According to a Cox Automotive study, “walking in” remains as a customer’s most common initial point of contact with dealers. More than half of car buyers don’t contact a dealership prior to their first visit. In addition, out of the 400 consumers who visited a dealership and completed a survey, three out of four went to the dealership with the intention to buy but only one ended up making a purchase. What prevented those consumers from making a purchase? What can a dealer do to increase dealership sales by encouraging walk-in customers to return to make a purchase?
Why Didn’t They Purchase?
When customers leave a dealership they typically do so for a number of reasons. Of the 400 consumers surveyed, the top two reasons why they left was because they were considering other brands, and the deal offered wasn’t compelling enough. Though customers ended up leaving for those reasons, 92 percent of those surveyed said they would come back to the dealership in the future.
Create a positive experience
Encouraging a customer to revisit starts as soon as they walk through the door, which means dealers need to focus efforts on creating a positive experience for customers no matter what part of the sales cycle they are in. This can mean doing little things, like making sure the lot is clean, inventory is presentable and that your sales team effectively gauges how hard to push a potential customer. A bad experience can quickly push a customer from being willing to visit, to never wanting to step into a particular dealership ever again.
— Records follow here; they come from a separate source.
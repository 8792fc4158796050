//! Gap detection and historical backfill for candela.
//!
//! After downtime the store's newest base candle lags the current minute.
//! This crate detects that gap per symbol, fetches the missing span from
//! the exchange REST API in bounded batches, and upserts it idempotently —
//! safe to overlap with concurrently arriving live data because every
//! writer supplies a complete record keyed by `(symbol, start_time)`.
//!
//! - [`KlineClient`] - REST client with bounded retries and backoff
//! - [`CandleFetcher`] / [`BackfillStore`] - the fetch and store seams the
//!   runners operate through
//! - [`plan_recovery`] / [`batches`] - pure gap planning
//! - [`backfill_symbol`] / [`backfill_all`] - the recovery runners

#![forbid(unsafe_code)]

mod client;
mod gap;
mod parse;

pub use client::{BackfillError, ClientConfig, KlineClient};
pub use gap::{
    BackfillReport, BackfillStore, CandleFetcher, GapPlan, backfill_all, backfill_symbol, batches,
    plan_recovery,
};
pub use parse::parse_klines;
//! Multi-timeframe candle aggregation for candela.
//!
//! This crate holds the algorithmic core of the service:
//!
//! - [`bucket_start`] - maps an instant to the start of its containing
//!   window, the single source of truth for interval alignment
//! - [`aggregate`] / [`fold_window`] - stateless recomputation of the
//!   in-progress coarse candle from durable closed base candles plus the
//!   in-flight update
//! - [`ClosedCandleSource`] - the store query seam the engine reads through

#![forbid(unsafe_code)]

mod bucket;
mod engine;

pub use bucket::bucket_start;
pub use engine::{ClosedCandleSource, aggregate, fold_window};
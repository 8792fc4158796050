//! Connection pool construction.

use sqlx::postgres::{PgPool, PgPoolOptions};
use std::time::Duration;

/// Configuration for the database connection pool.
#[derive(Debug, Clone)]
pub struct PoolConfig {
    /// Maximum number of connections.
    pub max_connections: u32,
    /// Timeout for acquiring a connection from the pool.
    pub acquire_timeout: Duration,
}

impl Default for PoolConfig {
    fn default() -> Self {
        Self {
            // Small pool: one ingestion stream per symbol plus the
            // maintenance tasks, each holding a connection briefly.
            max_connections: 10,
            acquire_timeout: Duration::from_secs(5),
        }
    }
}

/// Creates a connection pool to the candle database.
///
/// # Errors
///
/// Returns an error if the database is unreachable. Callers treat this as
/// fatal at startup: the service never serves ingestion without a store.
pub async fn create_pool(database_url: &str, config: &PoolConfig) -> Result<PgPool, sqlx::Error> {
    let pool = PgPoolOptions::new()
        .max_connections(config.max_connections)
        .acquire_timeout(config.acquire_timeout)
        .connect(database_url)
        .await?;

    tracing::info!(max_connections = config.max_connections, "connected to candle database");
    Ok(pool)
}
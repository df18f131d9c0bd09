//! Splitting generated samples into RL transitions
//!
//! A sample holds `num_transition` consecutive steps of one trajectory,
//! laid out as
//!
//! ```text
//! s_0 a_0 r_0 s_1 a_1 r_1 ... s_k [terminal]
//! ```
//!
//! so the next observation of step `i` is the observation of step `i + 1`.

use burn::prelude::*;
use serde::{Deserialize, Serialize};

use crate::error::{DiffusionError, Result};

fn default_num_transition() -> usize {
    1
}

/// Field layout of one flat sample
#[derive(Debug, Clone, PartialEq, Serialize, Deserialize)]
pub struct TransitionLayout {
    pub obs_dim: usize,
    pub action_dim: usize,
    /// Whether the last feature is a terminal flag
    #[serde(default)]
    pub modelled_terminals: bool,
    /// Terminals above this value become 1, the rest 0
    #[serde(default)]
    pub terminal_threshold: Option<f32>,
    #[serde(default = "default_num_transition")]
    pub num_transition: usize,
}

impl TransitionLayout {
    pub fn new(obs_dim: usize, action_dim: usize) -> Self {
        Self {
            obs_dim,
            action_dim,
            modelled_terminals: false,
            terminal_threshold: None,
            num_transition: default_num_transition(),
        }
    }

    /// Treats the last feature as a terminal flag, optionally thresholded
    pub fn with_terminals(mut self, threshold: Option<f32>) -> Self {
        self.modelled_terminals = true;
        self.terminal_threshold = threshold;
        self
    }

    pub fn with_num_transition(mut self, num_transition: usize) -> Self {
        self.num_transition = num_transition;
        self
    }

    fn stride(&self) -> usize {
        self.obs_dim + self.action_dim + 1
    }

    /// Number of features in one sample
    pub fn event_dim(&self) -> usize {
        self.num_transition * self.stride() + self.obs_dim + usize::from(self.modelled_terminals)
    }

    pub fn validate(&self) -> Result<()> {
        if self.obs_dim == 0 || self.action_dim == 0 || self.num_transition == 0 {
            return Err(DiffusionError::invalid(format!(
                "obs_dim, action_dim and num_transition must be positive, got {}, {}, {}",
                self.obs_dim, self.action_dim, self.num_transition
            )));
        }
        Ok(())
    }

    /// Splits `[n, event_dim]` samples into `n * num_transition` transitions
    ///
    /// Transitions are grouped by position in the sample: all first steps,
    /// then all second steps, and so on. Only the last step of a sample can
    /// be terminal; without modelled terminals every flag is zero.
    pub fn split<B: Backend>(&self, samples: Tensor<B, 2>) -> Result<Transitions<B>> {
        self.validate()?;
        let [n, features] = samples.dims();
        if features != self.event_dim() {
            return Err(DiffusionError::ShapeMismatch {
                expected: vec![n, self.event_dim()],
                actual: vec![n, features],
            });
        }
        let device = samples.device();

        let terminal = if self.modelled_terminals {
            let flags = samples
                .clone()
                .narrow(1, features - 1, 1)
                .squeeze_dim::<1>(1);
            match self.terminal_threshold {
                Some(threshold) => flags.greater_elem(threshold).float(),
                None => flags,
            }
        } else {
            Tensor::zeros([n], &device)
        };

        let (obs, act) = (self.obs_dim, self.action_dim);
        let parts = (0..self.num_transition)
            .map(|i| {
                let anchor = self.stride() * i;
                let terminals = if i + 1 == self.num_transition {
                    terminal.clone()
                } else {
                    Tensor::zeros([n], &device)
                };
                Transitions {
                    observations: samples.clone().narrow(1, anchor, obs),
                    actions: samples.clone().narrow(1, anchor + obs, act),
                    rewards: samples
                        .clone()
                        .narrow(1, anchor + obs + act, 1)
                        .squeeze_dim::<1>(1),
                    next_observations: samples.clone().narrow(1, anchor + obs + act + 1, obs),
                    terminals,
                }
            })
            .collect();

        Transitions::concat(parts)
    }
}

/// A batch of `(s, a, r, s', done)` transitions
#[derive(Debug, Clone)]
pub struct Transitions<B: Backend> {
    pub observations: Tensor<B, 2>,
    pub actions: Tensor<B, 2>,
    pub rewards: Tensor<B, 1>,
    pub next_observations: Tensor<B, 2>,
    pub terminals: Tensor<B, 1>,
}

impl<B: Backend> Transitions<B> {
    pub fn len(&self) -> usize {
        self.rewards.dims()[0]
    }

    pub fn is_empty(&self) -> bool {
        self.len() == 0
    }

    /// Concatenates batches along the batch axis
    pub fn concat(parts: Vec<Self>) -> Result<Self> {
        if parts.is_empty() {
            return Err(DiffusionError::invalid("cannot concatenate zero transition batches"));
        }
        let mut observations = Vec::with_capacity(parts.len());
        let mut actions = Vec::with_capacity(parts.len());
        let mut rewards = Vec::with_capacity(parts.len());
        let mut next_observations = Vec::with_capacity(parts.len());
        let mut terminals = Vec::with_capacity(parts.len());
        for part in parts {
            observations.push(part.observations);
            actions.push(part.actions);
            rewards.push(part.rewards);
            next_observations.push(part.next_observations);
            terminals.push(part.terminals);
        }
        Ok(Self {
            observations: Tensor::cat(observations, 0),
            actions: Tensor::cat(actions, 0),
            rewards: Tensor::cat(rewards, 0),
            next_observations: Tensor::cat(next_observations, 0),
            terminals: Tensor::cat(terminals, 0),
        })
    }
}
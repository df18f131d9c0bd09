//! Error types for the diffusion core

use std::fmt;

use thiserror::Error;

/// Reason an adaptive ODE solve was abandoned
#[derive(Debug, Clone, Copy, PartialEq, Eq)]
pub enum IntegrationFailure {
    /// The state or its error estimate became NaN or infinite
    NonFinite,
    /// The step size shrank below what the current sigma can resolve
    StepUnderflow,
}

impl fmt::Display for IntegrationFailure {
    fn fmt(&self, f: &mut fmt::Formatter<'_>) -> fmt::Result {
        match self {
            IntegrationFailure::NonFinite => write!(f, "non-finite state or error estimate"),
            IntegrationFailure::StepUnderflow => write!(f, "step size underflow"),
        }
    }
}

#[derive(Error, Debug)]
pub enum DiffusionError {
    #[error("Invalid configuration: {0}")]
    InvalidConfig(String),

    #[error("Shape mismatch: expected {expected:?}, got {actual:?}")]
    ShapeMismatch {
        expected: Vec<usize>,
        actual: Vec<usize>,
    },

    #[error("ODE integration failed at step {step} (sigma = {sigma}): {reason} after {fevals} function evaluations")]
    Integration {
        step: usize,
        sigma: f64,
        fevals: usize,
        reason: IntegrationFailure,
    },

    #[error("ODE evaluation budget exceeded: {fevals} function evaluations (limit {limit})")]
    EvaluationBudget { fevals: usize, limit: usize },

    #[error("Tensor data error: {0}")]
    TensorData(String),
}

impl DiffusionError {
    /// Whether this error came from the ODE solver rather than from
    /// shapes, configuration or data transfer
    pub fn is_integration(&self) -> bool {
        matches!(
            self,
            DiffusionError::Integration { .. } | DiffusionError::EvaluationBudget { .. }
        )
    }

    /// Function evaluations performed before an ODE failure
    pub fn fevals(&self) -> Option<usize> {
        match self {
            DiffusionError::Integration { fevals, .. }
            | DiffusionError::EvaluationBudget { fevals, .. } => Some(*fevals),
            _ => None,
        }
    }

    pub(crate) fn invalid(msg: impl Into<String>) -> Self {
        DiffusionError::InvalidConfig(msg.into())
    }
}

pub type Result<T> = std::result::Result<T, DiffusionError>;

#[cfg(test)]
mod tests {
    use super::*;

    #[test]
    fn test_integration_errors_carry_fevals() {
        let err = DiffusionError::Integration {
            step: 7,
            sigma: 0.5,
            fevals: 43,
            reason: IntegrationFailure::NonFinite,
        };
        assert!(err.is_integration());
        assert_eq!(err.fevals(), Some(43));
        assert!(err.to_string().contains("step 7"));

        let budget = DiffusionError::EvaluationBudget { fevals: 100, limit: 100 };
        assert!(budget.is_integration());
        assert_eq!(budget.fevals(), Some(100));
    }

    #[test]
    fn test_shape_error_is_not_integration() {
        let err = DiffusionError::ShapeMismatch {
            expected: vec![2, 4],
            actual: vec![2, 5],
        };
        assert!(!err.is_integration());
        assert_eq!(err.fevals(), None);
        assert!(err.to_string().contains("[2, 4]"));
    }
}
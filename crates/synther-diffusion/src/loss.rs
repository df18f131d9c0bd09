//! EDM training loss
//!
//! Noise levels are drawn log-normally, `ln σ ~ N(P_mean, P_std²)`, and each
//! example's reconstruction error is weighted by `λ(σ) = (σ² + σ_data²) / (σ·σ_data)²`
//! so every noise level contributes gradients of comparable magnitude.

use burn::prelude::*;
use rand::Rng;

use crate::diffusion::ElucidatedDiffusion;
use crate::error::Result;
use crate::network::Denoiser;
use crate::noise::{standard_normal, standard_normal_values};
use crate::normalizer::Normalizer;
use crate::precondition::pad_to_rank;

/// Batch mean of `weights · mean_over_event((denoised - target)²)`
pub fn weighted_reconstruction_loss<B: Backend, const D: usize>(
    denoised: Tensor<B, D>,
    target: Tensor<B, D>,
    weights: Tensor<B, 1>,
) -> Tensor<B, 1> {
    let dims = denoised.dims();
    let width: usize = dims[1..].iter().product();
    let sq = (denoised - target).powf_scalar(2.0);
    let per_example = sq.reshape([dims[0], width]).mean_dim(1).squeeze_dim::<1>(1);
    (per_example * weights).mean()
}

impl<M, N> ElucidatedDiffusion<M, N> {
    /// One training noise level per example
    pub fn noise_distribution<B: Backend, R: Rng>(
        &self,
        batch_size: usize,
        rng: &mut R,
        device: &B::Device,
    ) -> Tensor<B, 1> {
        let config = self.config();
        let values: Vec<f32> = standard_normal_values(batch_size, rng)
            .into_iter()
            .map(|z| (config.p_mean + config.p_std * z as f64).exp() as f32)
            .collect();
        Tensor::from_data(TensorData::new(values, [batch_size]), device)
    }

    /// Denoising loss on an already normalized batch
    ///
    /// Returns a one-element tensor; gradients flow through the network call.
    pub fn denoising_loss<B, const D: usize, R>(
        &self,
        x: Tensor<B, D>,
        cond: Option<Tensor<B, 2>>,
        rng: &mut R,
    ) -> Result<Tensor<B, 1>>
    where
        B: Backend,
        M: Denoiser<B, D>,
        R: Rng,
    {
        self.check_input(&x)?;
        let device = x.device();
        let dims = x.dims();

        let sigmas = self.noise_distribution::<B, R>(dims[0], rng, &device);
        let noise = standard_normal::<B, D, R>(dims, rng, &device);
        let noised = x.clone() + noise * pad_to_rank::<B, D>(sigmas.clone());

        let denoised = self.preconditioned_forward(noised, sigmas.clone(), cond, false)?;
        let weights = self.preconditioning().loss_weight_tensor(sigmas);
        Ok(weighted_reconstruction_loss(denoised, x, weights))
    }

    /// Training loss on raw data, normalizing it first
    pub fn forward_loss<B, const D: usize, R>(
        &self,
        x: Tensor<B, D>,
        cond: Option<Tensor<B, 2>>,
        rng: &mut R,
    ) -> Result<Tensor<B, 1>>
    where
        B: Backend,
        M: Denoiser<B, D>,
        N: Normalizer<B, D>,
        R: Rng,
    {
        self.check_input(&x)?;
        let x = self.normalize(x)?;
        self.denoising_loss(x, cond, rng)
    }
}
Figure out how to measure revisiting customers
Without a solid plan to capture walk-in leads, how is a dealer supposed to know whether or not a customer revisits? Note what current CRM capabilities are. In addition, consider what information a potential customer is willing to share. Are they looking for a particular vehicle? Any information walk-in customers are willing to provide can help dealers learn more about their current market, and additionally provide insight for future marketing efforts.
Walk-in customers will often make up a large number of dealership customers. Though many of them may not buy today, working to ensure a positive experience for every customer can mean more customers and an increase dealership sales down the road.